Abstract 2014: CAMSAP3, a tubulin minus-end binding protein, attenuates epithelial-to-mesenchymal transition and alters microtubule dynamic in non-small cell lung cancer

Abstract

Abstract Cancer metastasis become the major cause of mortality in cancer patients, which the cancer migration exerts this aggressiveness. Epithelial to mesenchymal transition (EMT) plays an important role on cell movement and survival of the cancer cells during metastasizes. The establishment of front-rare polarization is involved with the alteration of cytoskeleton and cell-cell interaction, contributing to the notable morphological transformation from cobble stone-like epithelial to fibroblast-like mesenchymal feature. Microtubule dynamic has gained attention as a modulator behind these phenotypic changes and the EMT-related signal trafficking. Tubulin behavior has been shown to be governed by microtubule-binding proteins including a family of Calmodulin-regulated spectrin-associated proteins (CAMSAPs), a tubulin minus-end binding proteins.
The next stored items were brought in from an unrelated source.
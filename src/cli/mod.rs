//! Command-line interface module

use clap::Parser;
use std::path::PathBuf;
use std::time::Duration;

use crate::conversion::{ConversionConfig, ConversionEngine, ConversionResult, JsonData, OutputTarget};
use crate::error::{ConversionError, ConversionErrorKind};
use crate::parser::CsvSource;

pub mod logging;

/// Main CLI arguments
#[derive(Parser, Debug, Clone)]
#[command(name = "csv2json")]
#[command(about = "Convert a CSV file to JSON")]
#[command(version)]
#[command(long_about = None)]
pub struct Args {
    /// Path to the input CSV file
    #[arg()]
    pub input: PathBuf,

    /// Path to the output JSON file (default: stdout, also with '-')
    #[arg(short, long)]
    pub output: Option<PathBuf>,

    /// Number of spaces to use for JSON indentation
    #[arg(long, default_value_t = 2)]
    pub indent: usize,

    /// Print conversion statistics to stderr
    #[arg(long)]
    pub stats: bool,

    /// Enable verbose logging
    #[arg(short, long, conflicts_with = "quiet")]
    pub verbose: bool,

    /// Suppress non-error output
    #[arg(short, long)]
    pub quiet: bool,
}

/// CLI configuration
#[derive(Debug, Clone)]
pub struct CliConfig {
    pub args: Args,
    pub conversion_config: ConversionConfig,
    pub output: OutputTarget,
}

impl CliConfig {
    /// Create CLI configuration from arguments
    pub fn from_args(args: Args) -> ConversionResult<Self> {
        let conversion_config = ConversionConfig::default().with_indent_size(args.indent);

        conversion_config
            .validate()
            .map_err(|e| ConversionError::conversion(ConversionErrorKind::configuration(e)))?;

        let output = OutputTarget::from_arg(args.output.as_deref());

        Ok(Self {
            args,
            conversion_config,
            output,
        })
    }

    /// Check if quiet mode is enabled
    pub fn is_quiet(&self) -> bool {
        self.args.quiet
    }

    /// Check if verbose mode is enabled
    pub fn is_verbose(&self) -> bool {
        self.args.verbose
    }

    /// Check if stats output is requested
    pub fn want_stats(&self) -> bool {
        self.args.stats
    }

    /// Get input source description
    pub fn input_description(&self) -> String {
        format!("'{}'", self.args.input.display())
    }

    /// Get output destination description
    pub fn output_description(&self) -> String {
        self.output.description()
    }

    pub fn source(&self) -> CsvSource {
        CsvSource::File(self.args.input.clone())
    }
}

/// Run one conversion as described by the CLI configuration
pub fn run(config: &CliConfig) -> ConversionResult<JsonData> {
    tracing::debug!(
        input = %config.input_description(),
        output = %config.output_description(),
        indent = config.conversion_config.indent_size,
        "starting conversion"
    );

    let engine = ConversionEngine::new(config.conversion_config.clone())?;
    let data = engine.convert_to_sink(&config.source(), &config.output)?;

    if config.want_stats() {
        output_statistics(&data, config.is_quiet());
    }

    Ok(data)
}

/// Print conversion statistics. Stdout may carry the document, so this goes
/// to stderr.
pub fn output_statistics(data: &JsonData, quiet: bool) {
    if quiet {
        return;
    }

    for line in statistics_lines(data) {
        eprintln!("{}", line);
    }
}

fn statistics_lines(data: &JsonData) -> Vec<String> {
    let metadata = &data.metadata;
    vec![
        "Conversion Statistics:".to_string(),
        format!("Input size: {}", CliUtils::format_file_size(metadata.input_size)),
        format!("Output size: {}", CliUtils::format_file_size(metadata.output_size)),
        format!("Records: {}", metadata.record_count),
        format!("Columns: {}", metadata.column_count),
        format!(
            "Processing time: {}",
            CliUtils::format_duration(metadata.processing_time)
        ),
    ]
}

/// CLI utilities and helpers
pub struct CliUtils;

impl CliUtils {
    /// Format a file size in human-readable format
    pub fn format_file_size(bytes: u64) -> String {
        const UNITS: &[&str] = &["B", "KB", "MB", "GB", "TB"];
        let mut size = bytes as f64;
        let mut unit_index = 0;

        while size >= 1024.0 && unit_index < UNITS.len() - 1 {
            size /= 1024.0;
            unit_index += 1;
        }

        if unit_index == 0 {
            format!("{} {}", bytes, UNITS[unit_index])
        } else {
            format!("{:.1} {}", size, UNITS[unit_index])
        }
    }

    /// Format a duration in human-readable format
    pub fn format_duration(duration: Duration) -> String {
        let total_millis = duration.as_millis();

        if total_millis < 1000 {
            format!("{}ms", total_millis)
        } else if total_millis < 60_000 {
            format!("{:.1}s", total_millis as f64 / 1000.0)
        } else {
            let minutes = total_millis / 60_000;
            let seconds = (total_millis % 60_000) / 1000;
            format!("{}m {}s", minutes, seconds)
        }
    }

    /// Show an error message
    pub fn show_error(message: &str) {
        eprintln!("✗ {}", message);
    }
}

/// Handle CLI errors with user-friendly messages
pub fn handle_error(error: &ConversionError) {
    let message = error.user_message();
    CliUtils::show_error(&message);

    if let Some(ConversionErrorKind::Csv { .. }) = error.kind() {
        eprintln!("\nTip: the input must be UTF-8 encoded comma-separated text");
    }

    // Show usage hint
    eprintln!("\nTry 'csv2json --help' for usage information.");
}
To illustrate the role of CAMSAPs on mesenchymal transition, CAMSAP2 and 3 genes were knockout using CRISPR-Cas9 system. Wound scratching and transwell migration assays demonstrate that non-small cell lung cancer becomes more motile with an elevation of actin stress fiber and focal adhesion protein paxillin following CAMSAP3 knockout, whereas CAMSAP2 depletion shows no significant effect. The mesenchymal markers including Slug, N-Cadherin and ZEB1 were substantial up-regulated, in opposite to the epithelial marker E-cadherin. Furthermore, CAMSAP3 removal causes a decrease of tubulin dynamic and consequently sustains an active state of EMT-regulatory proteins. This study reveals the negative regulatory effect of CAMSAP3, a non-centrosomal microtubule minus-end binding protein, on mesenchymal transition and cell motility. Citation Format: Varisa Pongrakhananon, Onsurang Wattanathamsan, Masatoshi Takeichi. CAMSAP3, a tubulin minus-end binding protein, attenuates epithelial-to-mesenchymal transition and alters microtubule dynamic in non-small cell lung cancer [abstract]. In: Proceedings of the American Association for Cancer Research Annual Meeting 2018; 2018 Apr 14-18; Chicago, IL. Philadelphia (PA): AACR; Cancer Res 2018;78(13 Suppl):Abstract nr 2014.